I just finished reading a blog post about weakness. And in that post, weakness was personified as feminine. I could not get past the fact that terms used to describe weakness—not the least being “he cried like a little girl” are offensive and merely lend credence to the fact that we are not as far in this journey of equality as I thought. The post was probably a good one, but I could not get beyond the way that feminine traits are looked upon as weak.
I admire a man who cries—he is not weak—in fact he is usually so strong in his convictions, in his compassion, in his beliefs—that this outlet is far from being weak. And when a woman cries—it is because that is how she becomes brave—that is how she gets over things—that is how she temporarily expresses her anger, frustration, and sometimes, compassion for others.
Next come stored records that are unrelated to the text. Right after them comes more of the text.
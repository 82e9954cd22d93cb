use std::cmp::Ordering;

use serde::Serialize;

use crate::error::ValidationError;

pub const DEFAULT_PAGE_SIZE: i64 = 20;
pub const MAX_PAGE_SIZE: i64 = 1000;

/// Zero-based page coordinates, validated.
#[derive(Debug, Clone, Copy, PartialEq, Eq)]
pub struct PageRequest {
    pub page: usize,
    pub size: usize,
}

impl PageRequest {
    pub fn new(page: i64, size: i64) -> Result<Self, ValidationError> {
        let mut errors = ValidationError::default();
        if page < 0 {
            errors.push("page", "Page must be >= 0");
        }
        if !(1..=MAX_PAGE_SIZE).contains(&size) {
            errors.push("size", format!("Size must be between 1 and {MAX_PAGE_SIZE}"));
        }
        errors.into_result()?;
        Ok(Self {
            page: page as usize,
            size: size as usize,
        })
    }
}

impl Default for PageRequest {
    fn default() -> Self {
        Self {
            page: 0,
            size: DEFAULT_PAGE_SIZE as usize,
        }
    }
}

#[derive(Debug, Clone, Copy, Default, PartialEq, Eq)]
pub enum SortDirection {
    Asc,
    #[default]
    Desc,
}

impl SortDirection {
    /// `ASC` in any case is ascending; anything else is descending.
    pub fn parse(raw: &str) -> Self {
        if raw.trim().eq_ignore_ascii_case("asc") {
            Self::Asc
        } else {
            Self::Desc
        }
    }

    pub fn apply(self, ord: Ordering) -> Ordering {
        match self {
            Self::Asc => ord,
            Self::Desc => ord.reverse(),
        }
    }
}

/// One page of results plus the metadata a table UI needs.
#[derive(Debug, Clone, PartialEq, Serialize)]
#[serde(rename_all = "camelCase")]
pub struct Page<T> {
    pub content: Vec<T>,
    pub page: usize,
    pub size: usize,
    pub total_elements: u64,
    pub total_pages: u64,
    pub first: bool,
    pub last: bool,
}

impl<T> Page<T> {
    /// Cut `page` out of the already ordered `items`.
    pub fn slice(items: Vec<T>, page: PageRequest) -> Self {
        let total = items.len() as u64;
        let size = page.size.max(1) as u64;
        let total_pages = total.div_ceil(size);
        let content = items
            .into_iter()
            .skip(page.page.saturating_mul(page.size))
            .take(page.size)
            .collect();
        Self {
            content,
            page: page.page,
            size: page.size,
            total_elements: total,
            total_pages,
            first: page.page == 0,
            last: page.page as u64 + 1 >= total_pages,
        }
    }

    pub fn map<U>(self, f: impl FnMut(T) -> U) -> Page<U> {
        Page {
            content: self.content.into_iter().map(f).collect(),
            page: self.page,
            size: self.size,
            total_elements: self.total_elements,
            total_pages: self.total_pages,
            first: self.first,
            last: self.last,
        }
    }
}

#[cfg(test)]
mod tests {
    use super::*;

    #[test]
    fn five_rows_two_per_page() {
        let page = Page::slice((1..=5).collect(), PageRequest::new(0, 2).unwrap());
        assert_eq!(page.content, vec![1, 2]);
        assert_eq!(page.total_elements, 5);
        assert_eq!(page.total_pages, 3);
        assert!(page.first);
        assert!(!page.last);

        let tail = Page::slice((1..=5).collect(), PageRequest::new(2, 2).unwrap());
        assert_eq!(tail.content, vec![5]);
        assert!(!tail.first);
        assert!(tail.last);
    }

    #[test]
    fn empty_and_past_the_end_pages() {
        let empty = Page::<u8>::slice(vec![], PageRequest::default());
        assert_eq!(empty.total_pages, 0);
        assert!(empty.first && empty.last);

        let beyond = Page::slice(vec![1, 2, 3], PageRequest::new(7, 2).unwrap());
        assert!(beyond.content.is_empty());
        assert!(beyond.last);
    }

    #[test]
    fn bad_coordinates_are_field_errors() {
        let err = PageRequest::new(-1, 0).unwrap_err();
        assert!(err.fields.contains_key("page"));
        assert!(err.fields.contains_key("size"));
        assert!(PageRequest::new(0, 1001).is_err());
        assert!(PageRequest::new(0, 1000).is_ok());
    }

    #[test]
    fn direction_falls_back_to_desc() {
        assert_eq!(SortDirection::parse("asc"), SortDirection::Asc);
        assert_eq!(SortDirection::parse("ASC"), SortDirection::Asc);
        assert_eq!(SortDirection::parse("DESC"), SortDirection::Desc);
        assert_eq!(SortDirection::parse("sideways"), SortDirection::Desc);
    }
}
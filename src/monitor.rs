use std::sync::Arc;

use tokio::task::JoinHandle;
use tokio_util::sync::CancellationToken;

use crate::config::{DeliveryMode, MonitorConfig};
use crate::dispatch::{CollectorClient, Dispatcher, RecordSink};
use crate::error::ConfigError;

/// Instrumentation handle: the state of the [`capture_exchange`] middleware.
///
/// ```ignore
/// let (monitor, _worker) = Monitor::connect(config, shutdown.clone())?;
/// let app = Router::new()
///     .route("/api/orders", post(create_order))
///     .layer(middleware::from_fn_with_state(monitor, capture_exchange));
/// ```
///
/// [`capture_exchange`]: crate::capture::capture_exchange
pub struct Monitor {
    config: MonitorConfig,
    dispatcher: Dispatcher,
}

impl Monitor {
    /// Ship captured exchanges to the collector at `config.backend_url`.
    ///
    /// Returns the background worker handle when running in background mode.
    pub fn connect(
        config: MonitorConfig,
        shutdown: CancellationToken,
    ) -> Result<(Arc<Self>, Option<JoinHandle<()>>), ConfigError> {
        config.validate()?;
        let client = CollectorClient::new(&config)?;
        tracing::info!(
            project_id = %config.project_id,
            collector = client.endpoint(),
            mode = ?config.mode,
            enabled = config.enabled,
            "monitoring configured"
        );
        Self::with_sink(config, Arc::new(client), shutdown)
    }

    /// Ship captured exchanges to any sink.
    pub fn with_sink(
        config: MonitorConfig,
        sink: Arc<dyn RecordSink>,
        shutdown: CancellationToken,
    ) -> Result<(Arc<Self>, Option<JoinHandle<()>>), ConfigError> {
        config.validate()?;
        let (dispatcher, worker) = match config.mode {
            DeliveryMode::Background => {
                let (dispatcher, handle) = Dispatcher::spawn(&config, sink, shutdown);
                (dispatcher, Some(handle))
            }
            DeliveryMode::Inline => (Dispatcher::inline(&config, sink), None),
        };
        Ok((Arc::new(Self { config, dispatcher }), worker))
    }

    pub fn config(&self) -> &MonitorConfig {
        &self.config
    }

    pub fn dispatcher(&self) -> &Dispatcher {
        &self.dispatcher
    }

    /// Whether an exchange on `path` should be captured.
    pub fn captures(&self, path: &str) -> bool {
        self.config.enabled && !self.config.is_excluded(path)
    }
}
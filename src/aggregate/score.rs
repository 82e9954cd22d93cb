use chrono::{DateTime, Utc};
use uuid::Uuid;

use super::percentiles;
use crate::model::{EndpointHealthMetrics, MetricsKey, RequestRecord};

/// Latency component of the health score, on a 0–100 scale.
pub fn response_time_score(avg_response_time_ms: f64) -> f64 {
    match avg_response_time_ms {
        ms if ms < 100.0 => 100.0,
        ms if ms < 300.0 => 90.0,
        ms if ms < 500.0 => 70.0,
        ms if ms < 1000.0 => 50.0,
        ms if ms < 2000.0 => 30.0,
        _ => 10.0,
    }
}

/// Equal-weight blend of success rate and latency score, rounded half up.
pub fn health_score(avg_response_time_ms: f64, success_rate: f64) -> u8 {
    let blended = 0.5 * success_rate + 0.5 * response_time_score(avg_response_time_ms);
    (blended + 0.5).floor().clamp(0.0, 100.0) as u8
}

fn is_success(status: Option<u16>) -> bool {
    matches!(status, Some(200..=299))
}

fn is_error(status: Option<u16>) -> bool {
    matches!(status, Some(s) if s >= 400)
}

/// Pure snapshot over the full record set of one key.
///
/// `None` when there are no records. `id` is carried over from the previous
/// snapshot when there is one.
pub fn compute_snapshot(
    key: &MetricsKey,
    records: &[RequestRecord],
    id: Option<Uuid>,
    now: DateTime<Utc>,
) -> Option<EndpointHealthMetrics> {
    let first_seen = records.iter().map(|r| r.created_at).min()?;

    let total_requests = records.len() as u64;
    let mut sum: u128 = 0;
    let mut min = u64::MAX;
    let mut max = 0u64;
    let mut success_count = 0u64;
    let mut error_count = 0u64;

    for r in records {
        sum += u128::from(r.response_time_ms);
        min = min.min(r.response_time_ms);
        max = max.max(r.response_time_ms);
        if is_success(r.response_status) {
            success_count += 1;
        } else if is_error(r.response_status) {
            error_count += 1;
        }
    }

    let avg = (sum as f64 / total_requests as f64).clamp(min as f64, max as f64);
    let success_rate = success_count as f64 * 100.0 / total_requests as f64;

    Some(EndpointHealthMetrics {
        id: id.unwrap_or_else(Uuid::new_v4),
        project_id: key.project_id.clone(),
        endpoint: key.endpoint.clone(),
        avg_response_time_ms: avg,
        min_response_time_ms: min,
        max_response_time_ms: max,
        total_requests,
        success_count,
        error_count,
        success_rate,
        health_score: health_score(avg, success_rate),
        latency: percentiles::from_response_times(records.iter().map(|r| r.response_time_ms)),
        first_seen,
        last_updated: now,
    })
}
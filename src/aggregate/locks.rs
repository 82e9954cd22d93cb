use std::collections::HashMap;
use std::sync::Arc;

use parking_lot::Mutex;
use tokio::sync::{Mutex as AsyncMutex, OwnedMutexGuard};

use crate::model::MetricsKey;

/// One async mutex per key, created on demand and reclaimed when idle.
///
/// Waiters clone the entry's `Arc` while holding the map lock, so an entry
/// whose count is 2 (map + releasing guard) under that lock has no waiters.
#[derive(Default)]
pub struct KeyedLocks {
    entries: Mutex<HashMap<MetricsKey, Arc<AsyncMutex<()>>>>,
}

pub struct KeyGuard<'a> {
    owner: &'a KeyedLocks,
    key: MetricsKey,
    guard: Option<OwnedMutexGuard<()>>,
}

impl KeyedLocks {
    pub fn new() -> Self {
        Self::default()
    }

    pub async fn lock(&self, key: &MetricsKey) -> KeyGuard<'_> {
        let slot = self.entries.lock().entry(key.clone()).or_default().clone();
        let guard = slot.lock_owned().await;
        KeyGuard {
            owner: self,
            key: key.clone(),
            guard: Some(guard),
        }
    }

    /// Keys currently holding an entry (held or awaited).
    pub fn active(&self) -> usize {
        self.entries.lock().len()
    }
}

impl Drop for KeyGuard<'_> {
    fn drop(&mut self) {
        let mut entries = self.owner.entries.lock();
        if let Some(slot) = entries.get(&self.key) {
            if Arc::strong_count(slot) == 2 {
                entries.remove(&self.key);
            }
        }
        // Release only after the map decision so no waiter slips in between
        self.guard.take();
    }
}
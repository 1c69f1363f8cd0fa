//! Template rendering.
//!
//! The harness only needs "template + one value -> source text". Any
//! engine satisfying [`TemplateEngine`] can be plugged in; [`JinjaEngine`]
//! is the default.

use std::fs;
use std::path::Path;

use minijinja::{context, Environment, UndefinedBehavior};
use serde_json::Value;

use crate::error::RenderError;

pub trait TemplateEngine {
    /// Renders `template` with `item` bound as the only variable.
    fn render(&self, template: &Path, item: &Value) -> Result<String, String>;
}

/// Jinja-syntax templates read from disk on every call. The input is
/// visible as `item`; undefined names are errors.
pub struct JinjaEngine {
    env: Environment<'static>,
}

impl JinjaEngine {
    pub fn new() -> Self {
        let mut env = Environment::new();
        env.set_keep_trailing_newline(true);
        env.set_undefined_behavior(UndefinedBehavior::Strict);
        Self { env }
    }
}

impl Default for JinjaEngine {
    fn default() -> Self {
        Self::new()
    }
}

impl TemplateEngine for JinjaEngine {
    fn render(&self, template: &Path, item: &Value) -> Result<String, String> {
        let source =
            fs::read_to_string(template).map_err(|e| format!("cannot read template: {e}"))?;
        self.env
            .render_str(&source, context! { item => minijinja::Value::from_serialize(item) })
            .map_err(|e| format!("{e:#}"))
    }
}

/// Binds an input into a template and tags failures with enough context to
/// reproduce them.
pub struct Renderer<E> {
    engine: E,
}

impl<E: TemplateEngine> Renderer<E> {
    pub fn new(engine: E) -> Self {
        Self { engine }
    }

    pub fn render(&self, template: &Path, item: &Value) -> Result<String, RenderError> {
        self.engine
            .render(template, item)
            .map_err(|message| RenderError {
                template: template.to_path_buf(),
                input: item.to_string(),
                message,
            })
    }
}
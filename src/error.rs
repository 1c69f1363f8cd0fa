//! Error types for the measurement pipeline.

use std::io;
use std::path::PathBuf;
use std::process::ExitCode;

use thiserror::Error;

/// Template read or evaluation failure.
#[derive(Error, Debug)]
#[error("C++ file generation error. Template: {}\nCurrent item: {input}\nError:\n{message}", .template.display())]
pub struct RenderError {
    pub template: PathBuf,
    /// JSON text of the offending input value.
    pub input: String,
    pub message: String,
}

/// A compiler invocation that ran to completion with a non-zero exit.
#[derive(Error, Debug, Clone)]
#[error("Error while c++ file compilation ({status})\n\nstdout:\n{stdout}\n\nstderr:\n{stderr}\n")]
pub struct CompilationFailure {
    pub status: String,
    pub stdout: String,
    pub stderr: String,
}

#[derive(Error, Debug)]
pub enum InvokeError {
    #[error("failed to start compile command `{command}`: {source}")]
    Spawn {
        command: String,
        #[source]
        source: io::Error,
    },

    #[error(transparent)]
    Failed(#[from] CompilationFailure),
}

/// I/O failure while resetting the source/artifact slot.
#[derive(Error, Debug)]
#[error("{action} {}: {source}", .path.display())]
pub struct HarnessError {
    pub action: &'static str,
    pub path: PathBuf,
    #[source]
    pub source: io::Error,
}

/// Any single step of a measurement cycle.
#[derive(Error, Debug)]
pub enum StepError {
    #[error(transparent)]
    Render(#[from] RenderError),

    #[error(transparent)]
    Harness(#[from] HarnessError),

    #[error(transparent)]
    Invoke(#[from] InvokeError),
}

/// First failure of a `measure` run, tagged with the target it aborted.
#[derive(Error, Debug)]
#[error("target '{target}' failed at input {input}:\n{source}")]
pub struct MeasureError {
    pub target: String,
    pub input: String,
    #[source]
    pub source: StepError,
}

#[derive(Error, Debug)]
pub enum ConfigError {
    #[error("invalid range `{spec}`: {reason}")]
    InvalidRange { spec: String, reason: String },

    #[error("repetitions must be at least 1")]
    ZeroRepetitions,

    #[error("compile command file {} is empty", .path.display())]
    EmptyCommand { path: PathBuf },

    #[error("suite {}: {message}", .path.display())]
    Suite { path: PathBuf, message: String },

    #[error("failed to read {}: {source}", .path.display())]
    Read {
        path: PathBuf,
        #[source]
        source: io::Error,
    },
}

/// Top-level error of the CLI.
#[derive(Error, Debug)]
pub enum MetabenchError {
    #[error(transparent)]
    Config(#[from] ConfigError),

    #[error(transparent)]
    Measure(#[from] MeasureError),

    #[error("report error: {0}")]
    Report(#[from] serde_json::Error),

    #[error("IO error: {0}")]
    Io(#[from] io::Error),
}

impl MetabenchError {
    /// Exit codes:
    /// - 1: configuration or IO failure
    /// - 2: template rendering failure
    /// - 3: compilation failure
    pub fn exit_code(&self) -> ExitCode {
        match self {
            Self::Measure(e) => match &e.source {
                StepError::Render(_) => ExitCode::from(2),
                StepError::Invoke(_) => ExitCode::from(3),
                StepError::Harness(_) => ExitCode::from(1),
            },
            Self::Config(_) | Self::Report(_) | Self::Io(_) => ExitCode::from(1),
        }
    }
}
Whenever I see tears well up in my husband’s eyes, I know that he has been touched deeply by things—and to be touched deeply is not for cowards. It is a deep disservice to men (I am the mother of two boys) to have their feelings taken away from them. To disrespect someone, to mock someone, to make fun of someone for being “soft” is outrageous.
I do not mean soft in not having strength of conviction, in being spineless, or lax and pathetic. I mean soft as being flexible, sympathetic, gentle, sensitive, and soft-hearted.
Men and women need to give men permission to feel and to express their feelings in ways that do not entail punching a hole in a wall, spouting angry words, or making fun of perceived weaknesses.
As a woman, I cry. And I always feel I have to apologize for crying. Yet it is a real expression of real emotions, real feelings. And I should not have to apologize. Nor should you have to apologize to me for crying.
Equality has a myriad of faces. That there is even the question whether or not men and women are equal angers me. Men should not feel the burdens they do; women should not apologize for their independence. It is so basic and so ingrained in me that I cannot see the other side of this issue. As far as I am concerned there is no valid argument for inequality. And once everyone agrees that men and women are irrevocably, conclusively, forever equal — men will not be made fun of for expressing their emotions; and woman will not be looked upon as weak.